Brian O’Rorke was a New Zealand architect and interior designer. He was professionally active in Britain.
He studied architecture, Cambridge University and Architectural Association, London. His style was uncompromisingly Modern. The 1932 music room he designed for Mrs Robert Solomon in London included a swirl-motif rug by Marion Dorn.
Ship architecture and interior design
0’Rorke established a small studio specialising in interior design, particularly for ships, aircraft, and trains. In the 1930s, he designed interiors for oceanliners 1935 Orion (commissioned by Colin Anderson) and Orcades, which broke traditional modes. The Orcades interior consisted of chromium furniture and ‘modern’ finish. In his work on the “Orion”, he entirely departed from the tradition of disguising the ship interior with architectural detail borrowed from land sources. Instead, he emphasised the ship’s basic forms and lines with impressive decorative materials used with charm and taste. He executed the interior for other ships of the Orient Line and, in 1946, the Vickers Viking.
His ability to produce clean, functional, modern interiors in a restricted area led O’Rorke to receive a commission for the L.M.S.’ Royal’ train saloon in 1938.
O’Rorke was appointed Royal Designer for Industry (R.D.I.) by the Royal Society for Arts, Manufactures and Commerce (R.S.A.) the following year for his interior decoration, mainly ships. Therefore, it is not surprising that he took over the chair when Sir Colin Anderson spoke at the R.S.A. on ‘The interior design of passenger ships’ (1966).
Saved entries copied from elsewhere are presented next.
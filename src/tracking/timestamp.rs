//! Lenient timestamp parsing for stored records.
//!
//! Records are written with RFC 3339 timestamps, but older data directories
//! hold naive ISO-8601 values (`2025-01-02T10:00:00.123456`). Those are read
//! as UTC so existing history survives.

use chrono::{DateTime, NaiveDateTime, Utc};
use serde::{Deserialize, Deserializer};

/// Parses an RFC 3339 or naive ISO-8601 timestamp.
pub fn parse(value: &str) -> Option<DateTime<Utc>> {
    if let Ok(ts) = DateTime::parse_from_rfc3339(value) {
        return Some(ts.with_timezone(&Utc));
    }
    value
        .parse::<NaiveDateTime>()
        .ok()
        .map(|naive| naive.and_utc())
}

pub fn deserialize<'de, D>(deserializer: D) -> Result<DateTime<Utc>, D::Error>
where
    D: Deserializer<'de>,
{
    let value = String::deserialize(deserializer)?;
    parse(&value)
        .ok_or_else(|| serde::de::Error::custom(format!("invalid timestamp: {}", value)))
}

pub mod option {
    use super::*;

    pub fn deserialize<'de, D>(deserializer: D) -> Result<Option<DateTime<Utc>>, D::Error>
    where
        D: Deserializer<'de>,
    {
        match Option::<String>::deserialize(deserializer)? {
            Some(value) => super::parse(&value).map(Some).ok_or_else(|| {
                serde::de::Error::custom(format!("invalid timestamp: {}", value))
            }),
            None => Ok(None),
        }
    }
}

#[cfg(test)]
#[path = "tests/timestamp_tests.rs"]
mod tests;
O’Rorke also served as a judge for the furniture section of the R.S.A. Industrial Art Bursaries Competition (1946) was one of the R.D.I. judges for the first Design Center ‘Designs of the Year’ awards in 1957. O’Rorke was one of the members of the R.D.I. Faculty to make an official visit to the Enterprise Scotland exhibition and various manufacturing plants in the area.
In his 1962 talk to the R.S.A. on the occasion of the 25th anniversary of the Faculty’s founding, O’Rorke said that, over the twenty-five year period, ‘good design has penetrated… into the world of industry and commerce to a considerable degree.’ Designers were now called upon to work in new fields, and the challenge for the future ‘would be to face up to the dangers and appreciate the potential for good in the age of mass-production machines.’ He also expressed concern about design education.
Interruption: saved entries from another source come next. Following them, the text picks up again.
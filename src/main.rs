use anyhow::Result;
use cborg_dashboard::api_client::CborgClient;
use cborg_dashboard::app::cli::Cli;
use cborg_dashboard::app::{render_key_list, render_report, run_dashboard, RunOutcome};
use cborg_dashboard::config::DashboardConfig;
use cborg_dashboard::identity::TrackedKey;
use cborg_dashboard::logging::setup_logging;
use cborg_dashboard::tracking::registry::list_tracked_keys;
use cborg_dashboard::tracking::store::RecordStore;
use clap::Parser;
use std::process::ExitCode;

fn main() -> Result<ExitCode> {
    let cli = Cli::parse();
    setup_logging(cli.debug);

    let mut config = DashboardConfig::resolve(cli.config.as_deref())?;
    if let Some(data_dir) = cli.data_dir {
        config.data_dir = data_dir;
    }
    if let Some(base_url) = cli.base_url {
        config.base_url = base_url;
    }
    tracing::debug!("Using data directory {}", config.data_dir.display());

    let store = RecordStore::open(&config.data_dir);
    let now = chrono::Utc::now();

    if cli.list_keys {
        let keys = list_tracked_keys(&store)?;
        print!("{}", render_key_list(&keys, now));
        return Ok(ExitCode::SUCCESS);
    }

    let api_key = match config.api_key() {
        Ok(key) => key,
        Err(e) => {
            eprintln!("Error: {}", e);
            return Ok(ExitCode::FAILURE);
        }
    };

    let key = TrackedKey::from_api_key(&api_key);
    let client = CborgClient::new(&api_key, &config.base_url, config.timeout());

    match run_dashboard(&client, &store, &key) {
        RunOutcome::Completed(report) => {
            print!("{}", render_report(&report, now));
            Ok(ExitCode::SUCCESS)
        }
        RunOutcome::ConnectionFailed => {
            eprintln!("Failed to connect to CBORG API at {}", config.base_url);
            eprintln!("Check your API key and internet connection");
            Ok(ExitCode::FAILURE)
        }
    }
}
He was the architect for the 1947 Orient Steam Navigation building in Sydney. He designed several houses, including a semi-detached house complex and the 1933-36 Ashcombe Tower for Major Ralph Rayner. O’Rorke and F.H.K. Henrion created The Natural Scene and the Country (natural history) pavilion at the 1951 London’ Festival of Britain.’
Brian O’Rorke. Royal Designers for Industry Britain Can Make It 1946. https://blogs.brighton.ac.uk/royaldesigners/2016/06/06/brian-ororke/.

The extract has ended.